*Exercise directions*:
In the records below, find the line with "-> Result<f64, PredictErr>" and the line with "i, flag, status". Print both exactly, along with every line between them, and no other line.

*Data to process*:
== Segment start ==

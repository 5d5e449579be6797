use std::sync::Arc;

use features::{Schema, auto_wrap, extract_features, normalize, rows_to_matrix};
use log::debug;
use ndarray::ArrayView2;
use predictor::{Classifier, Output, PredictErr, Predictor};
use serde::Serialize;
use serde_json::Value;

use crate::error::{ConfigErr, ServeErr};

/// The body of a successful prediction.
#[derive(Debug, Clone, PartialEq, Serialize)]
#[serde(untagged)]
pub enum PredictResponse {
    /// A classifier's answer for a single row.
    Single { prediction: i64, confidence: f64 },
    /// A classifier's answers for a batch, without confidences.
    Labels { predictions: Vec<i64> },
    /// A regressor's answers, batch shaped even for a single row.
    Values { predictions: Vec<f64> },
}

/// Validates requests against the active schema and runs them through the model.
///
/// Both the schema and the model are read-only, cloning a dispatcher only clones the
/// shared handles.
#[derive(Debug, Clone)]
pub struct Dispatcher {
    schema: Arc<Schema>,
    model: Arc<dyn Predictor>,
}

impl Dispatcher {
    /// Creates a new `Dispatcher`.
    ///
    /// # Arguments
    /// * `schema` - The column layout requests are checked against.
    /// * `model` - The loaded model.
    ///
    /// # Returns
    /// The dispatcher, or `ModelMismatch` if the model expects rows of another width.
    pub fn new(schema: Schema, model: Box<dyn Predictor>) -> Result<Self, ConfigErr> {
        if schema.width() != model.n_features() {
            return Err(ConfigErr::ModelMismatch {
                schema: schema.name().to_string(),
                width: schema.width(),
                n_features: model.n_features(),
            });
        }

        Ok(Self {
            schema: Arc::new(schema),
            model: Arc::from(model),
        })
    }

    pub fn schema(&self) -> &Schema {
        &self.schema
    }

    pub fn model(&self) -> &dyn Predictor {
        self.model.as_ref()
    }

    /// Handles the body of a prediction request.
    ///
    /// # Arguments
    /// * `payload` - The parsed JSON body, expected to hold a `features` entry with one
    ///   row or a list of rows.
    ///
    /// # Returns
    /// A single prediction with its confidence when a classifier gets exactly one row,
    /// a list of predictions otherwise. Validation problems come back as
    /// `ServeErr::Feature` and model failures as `ServeErr::Predict`.
    pub fn handle_predict(&self, payload: &Value) -> Result<PredictResponse, ServeErr> {
        let features = extract_features(payload)?;
        let rows = auto_wrap(features)?;
        let normalized = normalize(&self.schema, rows)?;
        let x = rows_to_matrix(&normalized, self.schema.width())?;

        debug!("predicting {} row(s) with {}", x.nrows(), self.model.kind());

        let response = match self.model.predict(x.view())? {
            Output::Values(predictions) => PredictResponse::Values { predictions },
            Output::Labels(labels) => match self.model.as_classifier() {
                Some(classifier) if labels.len() == 1 => {
                    let prediction = labels[0];
                    PredictResponse::Single {
                        prediction,
                        confidence: confidence(classifier, x.view(), prediction)?,
                    }
                }
                _ => PredictResponse::Labels {
                    predictions: labels,
                },
            },
        };

        Ok(response)
    }
}

/// Returns the probability the classifier gives to `label` for the first row of `x`.
// TODO: decide whether batch responses should carry one confidence per row.
fn confidence(
    classifier: &dyn Classifier,
    x: ArrayView2<'_, f64>,
    label: i64,
) -> Result<f64, PredictErr> {
    let proba = classifier.predict_proba(x)?;
    let column = classifier
        .classes()
        .iter()
        .position(|&c| c == label)
        .ok_or_else(|| {
            PredictErr::InvalidArtifact(format!("predicted label {label} is not a known class"))
        })?;

    proba
        .get((0, column))
        .copied()
        .ok_or(PredictErr::ShapeMismatch {
            what: "probabilities",
            got: proba.ncols(),
            expected: classifier.classes().len(),
        })
}
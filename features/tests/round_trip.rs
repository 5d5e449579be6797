use features::{ColumnKind, ErrorKind, NormalizedValue, Schema, auto_wrap, normalize};
use serde_json::{Value, json};

/// Builds housing rows covering every label of every categorical column.
fn housing_rows(schema: &Schema) -> Vec<Value> {
    let furnishing: Vec<&str> = schema
        .column("furnishingstatus")
        .and_then(|c| c.mapping())
        .map(|m| m.labels().collect())
        .unwrap_or_default();

    let mut rows = Vec::new();
    for (i, status) in furnishing.iter().enumerate() {
        for flag in ["yes", "no"] {
            rows.push(json!([
                5000 + i, 3, 1, 2, flag, flag, flag, flag, flag, i, flag, status
            ]));
        }
    }
    rows
}

#[test]
fn categorical_codes_map_back_to_labels() {
    let schema = Schema::housing();
    let rows = housing_rows(&schema);
    let normalized = normalize(&schema, &rows).unwrap();

    assert_eq!(normalized.len(), rows.len());

    for (raw, row) in rows.iter().zip(&normalized) {
        let raw = raw.as_array().unwrap();
        for ((column, raw_value), value) in schema.columns().iter().zip(raw).zip(row.values()) {
            match &column.kind {
                ColumnKind::Categorical { mapping } => {
                    let NormalizedValue::Int(code) = *value else {
                        panic!("categorical column {} produced {value:?}", column.name);
                    };
                    assert_eq!(mapping.label(code), raw_value.as_str());
                }
                ColumnKind::Numeric { .. } => {
                    assert_eq!(value.as_f64(), raw_value.as_f64().unwrap());
                }
            }
        }
    }
}

#[test]
fn every_wrong_width_is_rejected() {
    let schema = Schema::iris();

    for width in [0, 1, 3, 5, 12] {
        let row: Vec<f64> = (0..width).map(|v| v as f64 + 0.5).collect();
        let features = json!([row]);
        let err = normalize(&schema, auto_wrap(&features).unwrap()).unwrap_err();

        assert_eq!(err.kind(), ErrorKind::ShapeMismatch, "width {width}");
        assert_eq!(err.row(), Some(0));
    }
}

#[test]
fn batch_fails_fast_on_first_bad_row() {
    let schema = Schema::housing();
    let features = json!([
        [7420, 4, 2, 3, "yes", "no", "no", "no", "yes", 2, "yes", "furnished"],
        [7420, 4, 2, 3, "yes", "nope", "no", "no", "yes", 2, "yes", "furnished"],
        [7420, 4, 2]
    ]);

    let err = normalize(&schema, auto_wrap(&features).unwrap()).unwrap_err();
    assert_eq!(err.kind(), ErrorKind::UnknownCategory);
    assert_eq!(err.row(), Some(1));
    assert!(err.to_string().contains("guestroom"));
    assert!(err.to_string().contains("nope"));
}
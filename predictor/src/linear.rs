use ndarray::{ArrayView1, ArrayView2};
use serde::{Deserialize, Serialize};

use crate::{
    PredictErr, Result,
    model::{Output, Predictor, check_width},
};

#[derive(Deserialize)]
struct LinearParts {
    n_features: usize,
    coefficients: Vec<f64>,
    intercept: f64,
}

/// An ordinary linear model: `y = x · coefficients + intercept`.
#[derive(Debug, Clone, Serialize, Deserialize)]
#[serde(try_from = "LinearParts")]
pub struct LinearRegressor {
    n_features: usize,
    coefficients: Vec<f64>,
    intercept: f64,
}

impl LinearRegressor {
    /// Creates a new `LinearRegressor`.
    ///
    /// # Arguments
    /// * `coefficients` - One weight per input column.
    /// * `intercept` - The bias term.
    ///
    /// # Returns
    /// The model, or an error if there are no coefficients or some are not finite.
    pub fn new(coefficients: Vec<f64>, intercept: f64) -> Result<Self> {
        if coefficients.is_empty() {
            return Err(PredictErr::InvalidArtifact(
                "a linear model needs at least one coefficient".into(),
            ));
        }
        if !intercept.is_finite() || coefficients.iter().any(|c| !c.is_finite()) {
            return Err(PredictErr::InvalidArtifact(
                "linear model parameters must be finite".into(),
            ));
        }

        Ok(Self {
            n_features: coefficients.len(),
            coefficients,
            intercept,
        })
    }

    pub fn coefficients(&self) -> &[f64] {
        &self.coefficients
    }

    pub fn intercept(&self) -> f64 {
        self.intercept
    }
}

impl TryFrom<LinearParts> for LinearRegressor {
    type Error = PredictErr;

    fn try_from(value: LinearParts) -> Result<Self> {
        if value.coefficients.len() != value.n_features {
            return Err(PredictErr::ShapeMismatch {
                what: "coefficients",
                got: value.coefficients.len(),
                expected: value.n_features,
            });
        }
        Self::new(value.coefficients, value.intercept)
    }
}

impl Predictor for LinearRegressor {
    fn kind(&self) -> &'static str {
        "linear_regressor"
    }

    fn n_features(&self) -> usize {
        self.n_features
    }

    fn predict(&self, x: ArrayView2<'_, f64>) -> Result<Output> {
        check_width(&x, self.n_features)?;

        let w = ArrayView1::from(self.coefficients.as_slice());
        let y = x.dot(&w) + self.intercept;
        Ok(Output::Values(y.to_vec()))
    }
}
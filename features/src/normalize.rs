use log::trace;
use ndarray::Array2;
use serde_json::{Number, Value};

use crate::{
    error::{FeatureErr, Result},
    schema::{Accept, Coerce, ColumnKind, Schema},
    value::{NormalizedRow, NormalizedValue},
};

/// The request key holding the feature rows.
pub const FEATURES_KEY: &str = "features";

/// Returns the feature payload of a request body.
///
/// # Errors
/// `MissingKey` if the body is not an object or has no `features` entry.
pub fn extract_features(payload: &Value) -> Result<&Value> {
    payload
        .get(FEATURES_KEY)
        .ok_or(FeatureErr::MissingKey { key: FEATURES_KEY })
}

/// Splits a feature payload into rows.
///
/// A list made only of scalars (numbers, strings, booleans or nulls) is taken as a
/// single row, so callers may submit one row without wrapping it. This can't tell one
/// row of `n` scalars apart from `n` rows of one scalar each; the single row reading
/// always wins. An empty list
/// becomes one empty row and is later rejected by the width check.
///
/// # Errors
/// `TypeMismatch` if `features` is not a list.
pub fn auto_wrap(features: &Value) -> Result<Vec<&Value>> {
    let Value::Array(items) = features else {
        return Err(FeatureErr::TypeMismatch {
            row: 0,
            column: FEATURES_KEY.to_string(),
            expected: "a row or a list of rows",
            got: features.clone(),
        });
    };

    if items.iter().all(is_scalar) {
        trace!("wrapping a flat list of {} values as one row", items.len());
        return Ok(vec![features]);
    }

    Ok(items.iter().collect())
}

// Booleans and nulls wrap too, so a bad value in a flat row is reported by column.
fn is_scalar(value: &Value) -> bool {
    !matches!(value, Value::Array(_) | Value::Object(_))
}

/// Validates and transforms every row against `schema`.
///
/// # Arguments
/// * `schema` - The active column layout.
/// * `rows` - The raw rows, usually the output of [`auto_wrap`].
///
/// # Returns
/// One normalized row per input row, in the same order, or the first validation error.
/// No partial result is produced.
pub fn normalize<'a, I>(schema: &Schema, rows: I) -> Result<Vec<NormalizedRow>>
where
    I: IntoIterator<Item = &'a Value>,
{
    rows.into_iter()
        .enumerate()
        .map(|(i, row)| normalize_row(schema, i, row))
        .collect()
}

/// Validates and transforms a single row.
///
/// # Arguments
/// * `schema` - The active column layout.
/// * `index` - The row's position in the request, used in error reports.
/// * `row` - The raw row.
///
/// # Returns
/// The normalized row or the first problem found, checking width first and then each
/// column in order.
pub fn normalize_row(schema: &Schema, index: usize, row: &Value) -> Result<NormalizedRow> {
    let Value::Array(values) = row else {
        return Err(FeatureErr::TypeMismatch {
            row: index,
            column: "row".to_string(),
            expected: "a list of values",
            got: row.clone(),
        });
    };

    let expected = schema.width();
    if values.len() != expected {
        return Err(FeatureErr::ShapeMismatch {
            row: index,
            got: values.len(),
            expected,
        });
    }

    let normalized = schema
        .columns()
        .iter()
        .zip(values)
        .map(|(column, value)| {
            let type_mismatch = |expected| FeatureErr::TypeMismatch {
                row: index,
                column: column.name.clone(),
                expected,
                got: value.clone(),
            };

            match &column.kind {
                ColumnKind::Numeric { accept, coerce } => {
                    let Value::Number(n) = value else {
                        return Err(type_mismatch(accept_description(*accept)));
                    };
                    if *accept == Accept::Float && !n.is_f64() {
                        return Err(type_mismatch(accept_description(*accept)));
                    }
                    coerce_number(n, *coerce).ok_or_else(|| type_mismatch("a finite number"))
                }
                ColumnKind::Categorical { mapping } => {
                    let Value::String(label) = value else {
                        return Err(type_mismatch("a string"));
                    };
                    mapping
                        .code(label)
                        .map(NormalizedValue::Int)
                        .ok_or_else(|| FeatureErr::UnknownCategory {
                            row: index,
                            column: column.name.clone(),
                            value: label.clone(),
                        })
                }
            }
        })
        .collect::<Result<Vec<_>>>()?;

    Ok(NormalizedRow::new(normalized))
}

fn accept_description(accept: Accept) -> &'static str {
    match accept {
        Accept::Float => "a floating point number",
        Accept::Number => "a number",
    }
}

fn coerce_number(n: &Number, coerce: Coerce) -> Option<NormalizedValue> {
    match coerce {
        Coerce::Float => n.as_f64().map(NormalizedValue::Float),
        Coerce::Int => match n.as_i64() {
            Some(v) => Some(NormalizedValue::Int(v)),
            None => n
                .as_f64()
                .filter(|v| v.is_finite() && v.abs() < i64::MAX as f64)
                .map(|v| NormalizedValue::Int(v.trunc() as i64)),
        },
    }
}

/// Stacks normalized rows into a `(rows, width)` matrix.
///
/// # Errors
/// `ShapeMismatch` naming the first row whose length is not `width`.
pub fn rows_to_matrix(rows: &[NormalizedRow], width: usize) -> Result<Array2<f64>> {
    let mut data = Vec::with_capacity(rows.len() * width);
    for (i, row) in rows.iter().enumerate() {
        if row.len() != width {
            return Err(FeatureErr::ShapeMismatch {
                row: i,
                got: row.len(),
                expected: width,
            });
        }
        data.extend(row.values().iter().map(|v| v.as_f64()));
    }

    Ok(Array2::from_shape_vec((rows.len(), width), data)
        .unwrap_or_else(|_| unreachable!("every row was checked to have `width` values")))
}

#[cfg(test)]
mod tests {
    use serde_json::json;

    use super::*;
    use crate::error::ErrorKind;

    #[test]
    fn test_missing_key() {
        let err = extract_features(&json!({})).unwrap_err();
        assert_eq!(err.kind(), ErrorKind::MissingKey);
        assert_eq!(err.to_string(), "Missing 'features' key in request data");

        let err = extract_features(&json!([1, 2, 3])).unwrap_err();
        assert_eq!(err.kind(), ErrorKind::MissingKey);

        assert!(extract_features(&json!({"features": []})).is_ok());
    }

    #[test]
    fn test_auto_wrap_flat_row() {
        let features = json!([7420, 4, 2, 3, "yes", "no", "no", "no", "yes", 2, "yes", "furnished"]);
        let rows = auto_wrap(&features).unwrap();
        assert_eq!(rows.len(), 1);
        assert_eq!(rows[0], &features);
    }

    #[test]
    fn test_auto_wrap_batch() {
        let features = json!([[5.1, 3.5, 1.4, 0.2], [6.2, 3.4, 5.4, 2.3]]);
        let rows = auto_wrap(&features).unwrap();
        assert_eq!(rows.len(), 2);
        assert_eq!(rows[1], &json!([6.2, 3.4, 5.4, 2.3]));
    }

    #[test]
    fn test_auto_wrap_prefers_single_row() {
        let features = json!([1.0, 2.0, 3.0]);
        assert_eq!(auto_wrap(&features).unwrap().len(), 1);
    }

    #[test]
    fn test_auto_wrap_mixed_is_batch() {
        let features = json!([[5.1, 3.5, 1.4, 0.2], 6.2]);
        let rows = auto_wrap(&features).unwrap();
        assert_eq!(rows.len(), 2);

        let err = normalize(&Schema::iris(), rows).unwrap_err();
        assert_eq!(err.kind(), ErrorKind::TypeMismatch);
        assert_eq!(err.row(), Some(1));
    }

    #[test]
    fn test_auto_wrap_flat_row_with_bool_or_null() {
        for bad in [json!(true), json!(null)] {
            let features =
                json!([7420, 4, 2, 3, "yes", "no", bad, "no", "yes", 2, "yes", "furnished"]);
            let rows = auto_wrap(&features).unwrap();
            assert_eq!(rows.len(), 1);

            let err = normalize(&Schema::housing(), rows).unwrap_err();
            assert_eq!(
                err,
                FeatureErr::TypeMismatch {
                    row: 0,
                    column: "basement".to_string(),
                    expected: "a string",
                    got: bad.clone(),
                }
            );
        }
    }

    #[test]
    fn test_auto_wrap_rejects_non_list() {
        for features in [json!(5.1), json!("row"), json!({"a": 1}), json!(null)] {
            let err = auto_wrap(&features).unwrap_err();
            assert_eq!(err.kind(), ErrorKind::TypeMismatch);
        }
    }

    #[test]
    fn test_empty_list_is_rejected_by_width() {
        let features = json!([]);
        let rows = auto_wrap(&features).unwrap();
        let err = normalize(&Schema::iris(), rows).unwrap_err();
        assert_eq!(
            err,
            FeatureErr::ShapeMismatch {
                row: 0,
                got: 0,
                expected: 4
            }
        );
    }

    #[test]
    fn test_iris_row() {
        let row = json!([5.1, 3.5, 1.4, 0.2]);
        let normalized = normalize_row(&Schema::iris(), 0, &row).unwrap();
        assert_eq!(normalized.to_f64(), vec![5.1, 3.5, 1.4, 0.2]);
        assert!(
            normalized
                .values()
                .iter()
                .all(|v| matches!(v, NormalizedValue::Float(_)))
        );
    }

    #[test]
    fn test_iris_requires_floats() {
        let row = json!([5, 3, 1, 0]);
        let err = normalize_row(&Schema::iris(), 0, &row).unwrap_err();
        assert_eq!(err.kind(), ErrorKind::TypeMismatch);
        assert_eq!(
            err.to_string(),
            "Invalid type for 'sepal_length' at index 0: expected a floating point number, got 5"
        );
    }

    #[test]
    fn test_housing_row() {
        let row = json!([7420, 4, 2, 3, "yes", "no", "no", "no", "yes", 2, "yes", "furnished"]);
        let normalized = normalize_row(&Schema::housing(), 0, &row).unwrap();

        let expected: Vec<NormalizedValue> = [7420, 4, 2, 3, 1, 0, 0, 0, 1, 2, 1, 0]
            .into_iter()
            .map(NormalizedValue::Int)
            .collect();
        assert_eq!(normalized.values(), expected.as_slice());
    }

    #[test]
    fn test_housing_truncates_floats() {
        let row = json!([7420.9, 4.0, 2, 3, "yes", "no", "no", "no", "yes", -1.5, "yes", "unfurnished"]);
        let normalized = normalize_row(&Schema::housing(), 0, &row).unwrap();

        assert_eq!(normalized.values()[0], NormalizedValue::Int(7420));
        assert_eq!(normalized.values()[1], NormalizedValue::Int(4));
        assert_eq!(normalized.values()[9], NormalizedValue::Int(-1));
        assert_eq!(normalized.values()[11], NormalizedValue::Int(2));
    }

    #[test]
    fn test_housing_rejects_text_in_numeric_column() {
        let row = json!(["big", 4, 2, 3, "yes", "no", "no", "no", "yes", 2, "yes", "furnished"]);
        let err = normalize_row(&Schema::housing(), 0, &row).unwrap_err();
        assert_eq!(
            err.to_string(),
            "Invalid type for 'area' at index 0: expected a number, got \"big\""
        );
    }

    #[test]
    fn test_unknown_category() {
        let rows = json!([
            [7420, 4, 2, 3, "yes", "no", "no", "no", "yes", 2, "yes", "furnished"],
            [8960, 4, 4, 4, "maybe", "no", "no", "no", "yes", 3, "no", "furnished"]
        ]);
        let err = normalize(&Schema::housing(), auto_wrap(&rows).unwrap()).unwrap_err();

        assert_eq!(
            err,
            FeatureErr::UnknownCategory {
                row: 1,
                column: "mainroad".to_string(),
                value: "maybe".to_string()
            }
        );
        assert_eq!(err.to_string(), "Invalid value for 'mainroad' at index 1: maybe");
    }

    #[test]
    fn test_category_is_case_sensitive() {
        let row = json!([7420, 4, 2, 3, "Yes", "no", "no", "no", "yes", 2, "yes", "furnished"]);
        let err = normalize_row(&Schema::housing(), 0, &row).unwrap_err();
        assert_eq!(err.kind(), ErrorKind::UnknownCategory);
    }

    #[test]
    fn test_category_requires_string() {
        let row = json!([7420, 4, 2, 3, 1, "no", "no", "no", "yes", 2, "yes", "furnished"]);
        let err = normalize_row(&Schema::housing(), 0, &row).unwrap_err();
        assert_eq!(err.kind(), ErrorKind::TypeMismatch);
    }

    #[test]
    fn test_shape_mismatch_names_row() {
        let rows = json!([[5.1, 3.5, 1.4, 0.2], [6.2, 3.4, 5.4]]);
        let err = normalize(&Schema::iris(), auto_wrap(&rows).unwrap()).unwrap_err();

        assert_eq!(err.kind(), ErrorKind::ShapeMismatch);
        assert_eq!(err.row(), Some(1));
        assert_eq!(err.to_string(), "Row at index 1 has 3 values, expected 4");
    }

    #[test]
    fn test_rows_to_matrix() {
        let rows = json!([[5.1, 3.5, 1.4, 0.2], [6.2, 3.4, 5.4, 2.3]]);
        let normalized = normalize(&Schema::iris(), auto_wrap(&rows).unwrap()).unwrap();
        let x = rows_to_matrix(&normalized, 4).unwrap();

        assert_eq!(x.dim(), (2, 4));
        assert_eq!(x[[1, 2]], 5.4);

        let err = rows_to_matrix(&normalized, 3).unwrap_err();
        assert_eq!(err.kind(), ErrorKind::ShapeMismatch);
    }
}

== Segment end ==

*Expected output*:
) -> Result<f64, PredictErr> {
    let proba = classifier.predict_proba(x)?;
    let column = classifier
        .classes()
        .iter()
        .position(|&c| c == label)
        .ok_or_else(|| {
            PredictErr::InvalidArtifact(format!("predicted label {label} is not a known class"))
        })?;

    proba
        .get((0, column))
        .copied()
        .ok_or(PredictErr::ShapeMismatch {
            what: "probabilities",
            got: proba.ncols(),
            expected: classifier.classes().len(),
        })
}
filename features/tests/round_trip.rs
repository 5d5e449579be6797
use features::{ColumnKind, ErrorKind, NormalizedValue, Schema, auto_wrap, normalize};
use serde_json::{Value, json};

/// Builds housing rows covering every label of every categorical column.
fn housing_rows(schema: &Schema) -> Vec<Value> {
    let furnishing: Vec<&str> = schema
        .column("furnishingstatus")
        .and_then(|c| c.mapping())
        .map(|m| m.labels().collect())
        .unwrap_or_default();

    let mut rows = Vec::new();
    for (i, status) in furnishing.iter().enumerate() {
        for flag in ["yes", "no"] {
            rows.push(json!([
                5000 + i, 3, 1, 2, flag, flag, flag, flag, flag, i, flag, status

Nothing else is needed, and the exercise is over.